■ Material provided

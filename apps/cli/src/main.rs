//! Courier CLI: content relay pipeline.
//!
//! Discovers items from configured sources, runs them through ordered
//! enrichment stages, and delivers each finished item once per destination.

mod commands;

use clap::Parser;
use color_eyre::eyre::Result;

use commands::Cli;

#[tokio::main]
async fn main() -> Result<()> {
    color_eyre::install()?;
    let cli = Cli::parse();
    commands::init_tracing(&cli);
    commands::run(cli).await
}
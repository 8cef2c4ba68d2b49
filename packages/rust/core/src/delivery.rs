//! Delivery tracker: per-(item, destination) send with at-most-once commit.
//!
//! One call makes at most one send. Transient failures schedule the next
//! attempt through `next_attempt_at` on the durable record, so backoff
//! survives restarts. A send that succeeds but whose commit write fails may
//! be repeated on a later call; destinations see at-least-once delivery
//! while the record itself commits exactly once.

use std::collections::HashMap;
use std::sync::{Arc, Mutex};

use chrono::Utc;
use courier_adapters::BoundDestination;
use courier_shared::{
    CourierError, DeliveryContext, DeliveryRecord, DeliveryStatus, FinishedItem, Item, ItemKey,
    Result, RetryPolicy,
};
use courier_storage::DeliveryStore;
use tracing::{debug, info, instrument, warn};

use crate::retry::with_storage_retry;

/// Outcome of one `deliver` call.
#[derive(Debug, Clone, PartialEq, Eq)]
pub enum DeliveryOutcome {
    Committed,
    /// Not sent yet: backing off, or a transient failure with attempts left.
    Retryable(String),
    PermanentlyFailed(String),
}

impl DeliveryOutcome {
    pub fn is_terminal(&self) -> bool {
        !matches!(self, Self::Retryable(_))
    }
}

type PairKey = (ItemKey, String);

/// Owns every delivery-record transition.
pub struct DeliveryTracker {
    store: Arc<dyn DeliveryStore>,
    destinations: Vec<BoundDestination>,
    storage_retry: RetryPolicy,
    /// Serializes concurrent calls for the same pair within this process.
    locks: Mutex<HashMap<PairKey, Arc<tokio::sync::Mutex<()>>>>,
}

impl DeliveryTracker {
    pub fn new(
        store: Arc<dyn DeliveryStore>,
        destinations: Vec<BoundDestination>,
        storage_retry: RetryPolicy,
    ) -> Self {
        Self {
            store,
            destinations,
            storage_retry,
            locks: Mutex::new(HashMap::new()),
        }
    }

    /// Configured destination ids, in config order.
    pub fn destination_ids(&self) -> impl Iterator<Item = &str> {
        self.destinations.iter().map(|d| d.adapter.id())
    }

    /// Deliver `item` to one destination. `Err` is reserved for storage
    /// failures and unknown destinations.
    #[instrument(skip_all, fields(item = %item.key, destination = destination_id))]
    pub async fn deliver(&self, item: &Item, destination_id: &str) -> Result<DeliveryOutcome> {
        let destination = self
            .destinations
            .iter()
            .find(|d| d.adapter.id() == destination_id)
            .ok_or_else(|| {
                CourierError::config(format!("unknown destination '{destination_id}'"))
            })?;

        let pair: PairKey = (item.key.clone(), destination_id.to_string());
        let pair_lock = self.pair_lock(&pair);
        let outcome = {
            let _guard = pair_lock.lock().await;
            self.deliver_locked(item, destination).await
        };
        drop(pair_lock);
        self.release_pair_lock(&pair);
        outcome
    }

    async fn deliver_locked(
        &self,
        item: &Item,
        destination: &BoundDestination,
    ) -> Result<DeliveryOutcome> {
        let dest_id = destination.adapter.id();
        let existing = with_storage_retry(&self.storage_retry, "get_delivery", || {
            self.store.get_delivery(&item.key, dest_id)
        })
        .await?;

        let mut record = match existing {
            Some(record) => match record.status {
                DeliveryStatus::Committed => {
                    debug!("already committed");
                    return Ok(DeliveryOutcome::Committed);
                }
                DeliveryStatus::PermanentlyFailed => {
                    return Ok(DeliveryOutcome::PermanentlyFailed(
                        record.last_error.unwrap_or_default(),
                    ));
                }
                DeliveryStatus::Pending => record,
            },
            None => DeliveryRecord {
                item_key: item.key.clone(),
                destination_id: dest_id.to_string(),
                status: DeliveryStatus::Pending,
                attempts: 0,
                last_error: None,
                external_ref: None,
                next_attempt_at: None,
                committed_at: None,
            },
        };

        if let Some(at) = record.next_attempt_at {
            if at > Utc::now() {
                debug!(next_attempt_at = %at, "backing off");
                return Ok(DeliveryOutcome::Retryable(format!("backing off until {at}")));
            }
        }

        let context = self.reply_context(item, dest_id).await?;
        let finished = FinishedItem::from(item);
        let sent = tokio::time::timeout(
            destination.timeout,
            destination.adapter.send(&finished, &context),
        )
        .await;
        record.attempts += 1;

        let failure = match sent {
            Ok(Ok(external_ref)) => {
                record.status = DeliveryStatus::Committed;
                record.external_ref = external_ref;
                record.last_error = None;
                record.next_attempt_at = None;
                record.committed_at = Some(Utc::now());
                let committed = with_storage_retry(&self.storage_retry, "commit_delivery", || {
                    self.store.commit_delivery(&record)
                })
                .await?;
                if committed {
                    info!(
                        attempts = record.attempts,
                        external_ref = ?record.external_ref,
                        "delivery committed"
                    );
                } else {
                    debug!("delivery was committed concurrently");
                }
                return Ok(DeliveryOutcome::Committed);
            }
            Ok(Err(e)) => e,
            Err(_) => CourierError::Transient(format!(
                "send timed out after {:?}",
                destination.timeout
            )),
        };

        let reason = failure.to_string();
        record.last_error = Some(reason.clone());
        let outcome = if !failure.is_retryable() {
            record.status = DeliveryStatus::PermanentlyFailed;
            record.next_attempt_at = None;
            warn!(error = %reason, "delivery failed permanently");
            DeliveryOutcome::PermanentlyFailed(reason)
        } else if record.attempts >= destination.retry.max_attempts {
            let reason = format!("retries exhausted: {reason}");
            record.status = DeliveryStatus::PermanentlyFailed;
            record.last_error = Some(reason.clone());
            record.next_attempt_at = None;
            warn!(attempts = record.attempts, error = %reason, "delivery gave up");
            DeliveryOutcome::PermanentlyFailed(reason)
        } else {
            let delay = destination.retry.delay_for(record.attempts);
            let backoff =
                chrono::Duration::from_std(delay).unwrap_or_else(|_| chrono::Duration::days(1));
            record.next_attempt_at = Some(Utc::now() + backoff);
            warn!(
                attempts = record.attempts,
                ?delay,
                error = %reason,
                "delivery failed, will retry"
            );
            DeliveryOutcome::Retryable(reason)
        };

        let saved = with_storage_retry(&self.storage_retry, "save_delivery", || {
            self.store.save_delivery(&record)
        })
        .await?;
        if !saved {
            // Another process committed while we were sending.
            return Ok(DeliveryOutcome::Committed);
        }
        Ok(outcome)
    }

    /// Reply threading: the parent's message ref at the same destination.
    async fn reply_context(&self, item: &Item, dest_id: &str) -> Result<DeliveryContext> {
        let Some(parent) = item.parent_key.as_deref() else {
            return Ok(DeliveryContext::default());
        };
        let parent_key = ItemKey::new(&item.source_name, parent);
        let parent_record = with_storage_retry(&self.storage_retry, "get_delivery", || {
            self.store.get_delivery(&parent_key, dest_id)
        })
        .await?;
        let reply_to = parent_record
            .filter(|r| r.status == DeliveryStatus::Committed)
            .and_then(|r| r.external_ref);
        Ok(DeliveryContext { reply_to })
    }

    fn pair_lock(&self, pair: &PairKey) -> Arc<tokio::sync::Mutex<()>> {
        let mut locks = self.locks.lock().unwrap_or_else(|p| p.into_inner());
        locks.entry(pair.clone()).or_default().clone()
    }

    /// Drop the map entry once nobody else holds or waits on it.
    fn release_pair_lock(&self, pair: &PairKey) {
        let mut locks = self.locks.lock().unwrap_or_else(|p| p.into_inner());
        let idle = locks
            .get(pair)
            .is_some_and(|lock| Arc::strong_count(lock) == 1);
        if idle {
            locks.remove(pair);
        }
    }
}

■ Exercise directions
In the listing above, locate each line with "PairKey" and copy it.

■ Answer for this exercise
type PairKey = (ItemKey, String);
    locks: Mutex<HashMap<PairKey, Arc<tokio::sync::Mutex<()>>>>,
        let pair: PairKey = (item.key.clone(), destination_id.to_string());
    fn pair_lock(&self, pair: &PairKey) -> Arc<tokio::sync::Mutex<()>> {
    fn release_pair_lock(&self, pair: &PairKey) {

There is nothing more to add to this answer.